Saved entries
=== Begin Enclosure ===

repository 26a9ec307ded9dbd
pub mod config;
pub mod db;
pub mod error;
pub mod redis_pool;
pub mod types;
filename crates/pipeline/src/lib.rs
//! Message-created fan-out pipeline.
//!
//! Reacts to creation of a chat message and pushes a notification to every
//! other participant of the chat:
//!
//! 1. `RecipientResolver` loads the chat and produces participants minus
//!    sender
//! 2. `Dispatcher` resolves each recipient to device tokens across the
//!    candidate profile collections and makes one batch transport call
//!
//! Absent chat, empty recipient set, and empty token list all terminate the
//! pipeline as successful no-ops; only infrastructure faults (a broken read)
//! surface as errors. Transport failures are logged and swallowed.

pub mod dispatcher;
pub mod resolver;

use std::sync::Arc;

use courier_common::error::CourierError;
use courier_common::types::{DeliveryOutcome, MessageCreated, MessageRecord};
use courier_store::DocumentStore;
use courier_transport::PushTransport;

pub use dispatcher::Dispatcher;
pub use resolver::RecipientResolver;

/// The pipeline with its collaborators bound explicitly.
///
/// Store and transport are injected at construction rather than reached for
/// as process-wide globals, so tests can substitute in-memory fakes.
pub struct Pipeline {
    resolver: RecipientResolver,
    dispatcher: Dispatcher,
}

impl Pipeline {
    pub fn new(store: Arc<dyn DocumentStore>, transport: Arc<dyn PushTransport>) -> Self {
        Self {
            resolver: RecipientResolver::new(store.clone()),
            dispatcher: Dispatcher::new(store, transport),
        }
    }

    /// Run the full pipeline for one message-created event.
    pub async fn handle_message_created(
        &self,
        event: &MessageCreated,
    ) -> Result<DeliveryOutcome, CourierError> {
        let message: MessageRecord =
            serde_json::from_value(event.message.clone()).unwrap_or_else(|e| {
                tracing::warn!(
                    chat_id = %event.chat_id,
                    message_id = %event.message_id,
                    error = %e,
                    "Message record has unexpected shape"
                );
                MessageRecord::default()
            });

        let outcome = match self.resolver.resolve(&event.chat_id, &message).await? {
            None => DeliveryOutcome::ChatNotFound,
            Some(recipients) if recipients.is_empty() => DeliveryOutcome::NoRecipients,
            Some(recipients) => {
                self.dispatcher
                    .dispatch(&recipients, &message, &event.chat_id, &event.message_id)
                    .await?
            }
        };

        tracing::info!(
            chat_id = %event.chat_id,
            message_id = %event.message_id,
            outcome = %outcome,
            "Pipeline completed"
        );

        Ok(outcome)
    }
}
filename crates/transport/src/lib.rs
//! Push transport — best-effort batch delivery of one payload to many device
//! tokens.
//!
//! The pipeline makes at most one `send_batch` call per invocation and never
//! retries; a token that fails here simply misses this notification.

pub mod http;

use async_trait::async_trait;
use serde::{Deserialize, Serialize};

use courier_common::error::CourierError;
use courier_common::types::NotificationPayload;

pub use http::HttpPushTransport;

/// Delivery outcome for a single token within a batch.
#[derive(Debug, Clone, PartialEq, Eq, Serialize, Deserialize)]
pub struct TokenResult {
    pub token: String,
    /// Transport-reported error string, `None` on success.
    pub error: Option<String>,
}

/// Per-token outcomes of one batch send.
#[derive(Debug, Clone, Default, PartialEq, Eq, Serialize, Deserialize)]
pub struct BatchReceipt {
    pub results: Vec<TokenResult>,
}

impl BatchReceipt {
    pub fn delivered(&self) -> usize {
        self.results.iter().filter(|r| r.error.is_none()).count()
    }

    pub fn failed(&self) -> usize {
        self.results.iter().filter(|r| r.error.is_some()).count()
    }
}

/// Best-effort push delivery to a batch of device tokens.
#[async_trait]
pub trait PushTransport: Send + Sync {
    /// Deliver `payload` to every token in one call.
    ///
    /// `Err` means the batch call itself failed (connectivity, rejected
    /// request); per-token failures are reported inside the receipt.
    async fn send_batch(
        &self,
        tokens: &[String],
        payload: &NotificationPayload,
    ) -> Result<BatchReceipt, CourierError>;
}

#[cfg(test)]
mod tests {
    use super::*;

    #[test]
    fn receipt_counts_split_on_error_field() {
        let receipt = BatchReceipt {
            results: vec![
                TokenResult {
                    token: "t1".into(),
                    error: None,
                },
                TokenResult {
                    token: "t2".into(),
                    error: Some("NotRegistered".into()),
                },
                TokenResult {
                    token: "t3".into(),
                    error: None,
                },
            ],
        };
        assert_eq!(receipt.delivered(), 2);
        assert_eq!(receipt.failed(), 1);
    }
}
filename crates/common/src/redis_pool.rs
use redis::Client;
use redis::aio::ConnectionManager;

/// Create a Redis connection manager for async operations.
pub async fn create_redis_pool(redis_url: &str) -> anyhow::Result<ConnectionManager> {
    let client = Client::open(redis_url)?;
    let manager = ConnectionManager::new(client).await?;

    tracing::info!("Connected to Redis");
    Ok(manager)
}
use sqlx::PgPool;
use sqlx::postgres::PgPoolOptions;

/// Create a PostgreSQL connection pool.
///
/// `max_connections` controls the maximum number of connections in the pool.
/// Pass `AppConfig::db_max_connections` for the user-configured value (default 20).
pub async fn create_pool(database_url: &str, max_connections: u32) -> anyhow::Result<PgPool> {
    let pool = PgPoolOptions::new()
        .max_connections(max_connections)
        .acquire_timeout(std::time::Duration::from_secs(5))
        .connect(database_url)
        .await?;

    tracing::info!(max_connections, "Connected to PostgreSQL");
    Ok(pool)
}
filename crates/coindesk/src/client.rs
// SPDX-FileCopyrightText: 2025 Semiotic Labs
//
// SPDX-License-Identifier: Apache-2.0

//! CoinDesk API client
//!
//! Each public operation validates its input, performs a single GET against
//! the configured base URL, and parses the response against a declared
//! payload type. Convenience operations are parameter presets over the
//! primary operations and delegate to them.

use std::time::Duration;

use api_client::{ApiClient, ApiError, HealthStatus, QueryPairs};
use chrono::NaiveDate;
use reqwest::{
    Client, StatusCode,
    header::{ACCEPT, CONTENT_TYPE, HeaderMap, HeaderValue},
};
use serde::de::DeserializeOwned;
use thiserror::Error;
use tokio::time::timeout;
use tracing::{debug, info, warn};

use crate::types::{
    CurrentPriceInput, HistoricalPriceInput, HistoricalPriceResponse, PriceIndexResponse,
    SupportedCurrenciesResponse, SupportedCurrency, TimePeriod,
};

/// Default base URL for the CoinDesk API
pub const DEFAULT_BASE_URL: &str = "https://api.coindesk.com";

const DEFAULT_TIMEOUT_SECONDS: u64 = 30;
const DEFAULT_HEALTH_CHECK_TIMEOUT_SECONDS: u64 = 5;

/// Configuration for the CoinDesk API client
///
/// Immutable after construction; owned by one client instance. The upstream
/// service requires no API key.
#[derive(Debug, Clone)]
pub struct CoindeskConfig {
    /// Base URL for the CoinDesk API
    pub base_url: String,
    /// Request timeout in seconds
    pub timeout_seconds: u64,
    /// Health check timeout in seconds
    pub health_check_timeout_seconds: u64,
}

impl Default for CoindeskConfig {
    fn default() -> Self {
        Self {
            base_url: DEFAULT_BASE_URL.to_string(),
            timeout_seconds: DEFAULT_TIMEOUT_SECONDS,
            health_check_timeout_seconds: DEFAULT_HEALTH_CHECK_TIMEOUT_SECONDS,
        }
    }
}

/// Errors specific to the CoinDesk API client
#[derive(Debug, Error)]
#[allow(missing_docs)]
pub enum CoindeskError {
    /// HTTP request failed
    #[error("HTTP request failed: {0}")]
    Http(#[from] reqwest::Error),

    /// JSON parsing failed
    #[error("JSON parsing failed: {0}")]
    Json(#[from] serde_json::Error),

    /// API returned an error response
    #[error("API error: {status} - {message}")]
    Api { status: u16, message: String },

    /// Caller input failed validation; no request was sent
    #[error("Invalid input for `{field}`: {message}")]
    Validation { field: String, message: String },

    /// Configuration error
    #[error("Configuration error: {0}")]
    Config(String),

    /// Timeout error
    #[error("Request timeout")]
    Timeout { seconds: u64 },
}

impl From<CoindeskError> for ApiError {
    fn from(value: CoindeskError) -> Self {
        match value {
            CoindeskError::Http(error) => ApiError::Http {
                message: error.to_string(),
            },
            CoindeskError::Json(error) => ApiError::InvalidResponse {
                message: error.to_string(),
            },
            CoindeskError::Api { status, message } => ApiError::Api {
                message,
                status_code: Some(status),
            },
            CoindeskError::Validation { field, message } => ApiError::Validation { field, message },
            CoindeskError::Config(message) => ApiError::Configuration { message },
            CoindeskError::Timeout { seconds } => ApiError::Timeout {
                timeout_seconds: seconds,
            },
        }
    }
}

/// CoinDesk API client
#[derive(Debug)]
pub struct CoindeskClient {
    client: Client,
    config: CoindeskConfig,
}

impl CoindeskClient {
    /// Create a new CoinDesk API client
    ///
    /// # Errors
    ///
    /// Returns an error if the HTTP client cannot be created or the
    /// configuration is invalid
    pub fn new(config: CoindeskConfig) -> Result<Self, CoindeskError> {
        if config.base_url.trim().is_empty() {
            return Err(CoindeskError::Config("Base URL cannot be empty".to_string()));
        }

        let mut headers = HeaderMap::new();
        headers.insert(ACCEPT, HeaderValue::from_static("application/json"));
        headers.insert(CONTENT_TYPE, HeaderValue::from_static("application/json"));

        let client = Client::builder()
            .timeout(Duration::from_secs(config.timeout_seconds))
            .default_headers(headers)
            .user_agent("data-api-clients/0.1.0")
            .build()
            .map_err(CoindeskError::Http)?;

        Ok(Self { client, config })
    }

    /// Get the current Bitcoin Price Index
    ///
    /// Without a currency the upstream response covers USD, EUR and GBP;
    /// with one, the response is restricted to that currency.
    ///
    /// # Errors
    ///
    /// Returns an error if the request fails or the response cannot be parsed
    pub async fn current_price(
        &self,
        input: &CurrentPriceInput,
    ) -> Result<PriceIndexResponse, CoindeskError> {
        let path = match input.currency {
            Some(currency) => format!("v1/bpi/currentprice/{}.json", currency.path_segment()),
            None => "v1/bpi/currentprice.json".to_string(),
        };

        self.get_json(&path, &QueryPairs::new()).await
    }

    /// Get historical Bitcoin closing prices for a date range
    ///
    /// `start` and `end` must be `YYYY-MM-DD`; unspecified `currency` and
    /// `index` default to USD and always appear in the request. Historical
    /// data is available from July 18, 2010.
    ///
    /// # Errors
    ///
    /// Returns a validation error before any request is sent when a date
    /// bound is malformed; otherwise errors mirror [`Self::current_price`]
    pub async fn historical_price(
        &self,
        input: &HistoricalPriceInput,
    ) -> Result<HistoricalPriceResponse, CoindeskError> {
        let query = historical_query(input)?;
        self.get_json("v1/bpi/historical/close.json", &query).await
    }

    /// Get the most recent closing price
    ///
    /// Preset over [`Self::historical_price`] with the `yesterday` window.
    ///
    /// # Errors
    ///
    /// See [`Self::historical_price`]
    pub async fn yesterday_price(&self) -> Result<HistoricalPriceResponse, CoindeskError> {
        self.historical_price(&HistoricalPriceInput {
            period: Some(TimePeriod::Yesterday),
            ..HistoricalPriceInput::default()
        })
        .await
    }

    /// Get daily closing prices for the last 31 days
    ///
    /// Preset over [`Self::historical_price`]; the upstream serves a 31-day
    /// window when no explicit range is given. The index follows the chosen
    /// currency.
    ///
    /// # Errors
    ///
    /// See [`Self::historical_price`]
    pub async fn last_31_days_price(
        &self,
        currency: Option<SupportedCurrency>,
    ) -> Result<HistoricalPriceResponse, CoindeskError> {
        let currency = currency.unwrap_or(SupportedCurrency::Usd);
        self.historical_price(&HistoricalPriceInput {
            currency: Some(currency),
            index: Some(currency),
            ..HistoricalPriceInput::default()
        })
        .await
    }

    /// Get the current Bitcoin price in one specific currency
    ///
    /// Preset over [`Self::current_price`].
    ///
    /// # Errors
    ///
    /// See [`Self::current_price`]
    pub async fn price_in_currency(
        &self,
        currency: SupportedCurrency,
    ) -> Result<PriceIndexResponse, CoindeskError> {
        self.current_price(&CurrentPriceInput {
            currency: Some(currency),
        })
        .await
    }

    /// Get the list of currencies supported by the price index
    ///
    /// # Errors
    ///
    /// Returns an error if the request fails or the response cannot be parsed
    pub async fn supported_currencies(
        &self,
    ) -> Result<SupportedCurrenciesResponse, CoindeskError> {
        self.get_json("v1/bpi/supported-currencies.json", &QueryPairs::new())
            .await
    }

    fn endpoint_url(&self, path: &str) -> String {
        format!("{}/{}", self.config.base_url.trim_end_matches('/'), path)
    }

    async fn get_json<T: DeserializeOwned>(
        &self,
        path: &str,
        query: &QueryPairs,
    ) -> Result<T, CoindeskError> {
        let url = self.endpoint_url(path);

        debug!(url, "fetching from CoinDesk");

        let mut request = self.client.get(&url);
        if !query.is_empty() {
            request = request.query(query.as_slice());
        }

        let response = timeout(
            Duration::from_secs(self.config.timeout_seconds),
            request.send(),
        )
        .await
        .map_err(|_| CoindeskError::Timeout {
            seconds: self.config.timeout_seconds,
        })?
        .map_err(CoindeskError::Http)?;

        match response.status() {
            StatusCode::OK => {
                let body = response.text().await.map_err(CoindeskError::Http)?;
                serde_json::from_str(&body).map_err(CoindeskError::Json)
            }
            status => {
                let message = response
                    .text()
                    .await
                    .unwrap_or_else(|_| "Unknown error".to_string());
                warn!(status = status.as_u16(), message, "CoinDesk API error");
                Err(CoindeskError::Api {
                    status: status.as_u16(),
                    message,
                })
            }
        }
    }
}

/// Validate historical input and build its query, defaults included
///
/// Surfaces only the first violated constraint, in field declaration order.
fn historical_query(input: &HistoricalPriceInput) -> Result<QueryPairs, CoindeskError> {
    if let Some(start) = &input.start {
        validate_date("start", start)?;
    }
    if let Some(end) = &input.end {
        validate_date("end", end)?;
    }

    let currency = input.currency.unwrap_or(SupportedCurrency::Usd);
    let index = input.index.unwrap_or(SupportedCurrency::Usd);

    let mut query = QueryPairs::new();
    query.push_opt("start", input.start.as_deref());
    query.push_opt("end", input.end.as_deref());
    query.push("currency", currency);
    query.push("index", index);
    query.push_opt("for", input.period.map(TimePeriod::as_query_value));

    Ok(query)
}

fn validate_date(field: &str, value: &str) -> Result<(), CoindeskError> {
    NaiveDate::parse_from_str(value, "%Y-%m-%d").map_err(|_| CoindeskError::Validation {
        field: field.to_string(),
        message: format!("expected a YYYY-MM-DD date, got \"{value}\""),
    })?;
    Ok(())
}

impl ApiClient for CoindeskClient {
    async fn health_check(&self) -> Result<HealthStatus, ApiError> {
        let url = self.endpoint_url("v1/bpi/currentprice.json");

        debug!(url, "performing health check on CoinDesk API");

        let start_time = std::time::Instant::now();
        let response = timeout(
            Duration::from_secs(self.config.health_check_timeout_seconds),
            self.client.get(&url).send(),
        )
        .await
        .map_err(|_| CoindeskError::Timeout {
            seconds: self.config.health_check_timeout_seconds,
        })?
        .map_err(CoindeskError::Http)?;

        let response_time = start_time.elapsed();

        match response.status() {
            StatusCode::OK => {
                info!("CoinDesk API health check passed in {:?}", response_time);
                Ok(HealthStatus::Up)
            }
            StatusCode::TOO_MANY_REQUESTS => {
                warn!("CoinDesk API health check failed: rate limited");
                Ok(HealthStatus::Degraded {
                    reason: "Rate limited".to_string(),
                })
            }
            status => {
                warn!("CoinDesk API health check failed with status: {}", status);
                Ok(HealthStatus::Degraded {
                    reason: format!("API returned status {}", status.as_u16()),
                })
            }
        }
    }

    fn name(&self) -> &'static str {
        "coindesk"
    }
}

=== End Enclosure ===

#### EXERCISE DETAILS
In the data above, tally the lines holding "that" and answer with the figure only.

#### RESULT FOR THIS EXERCISE
2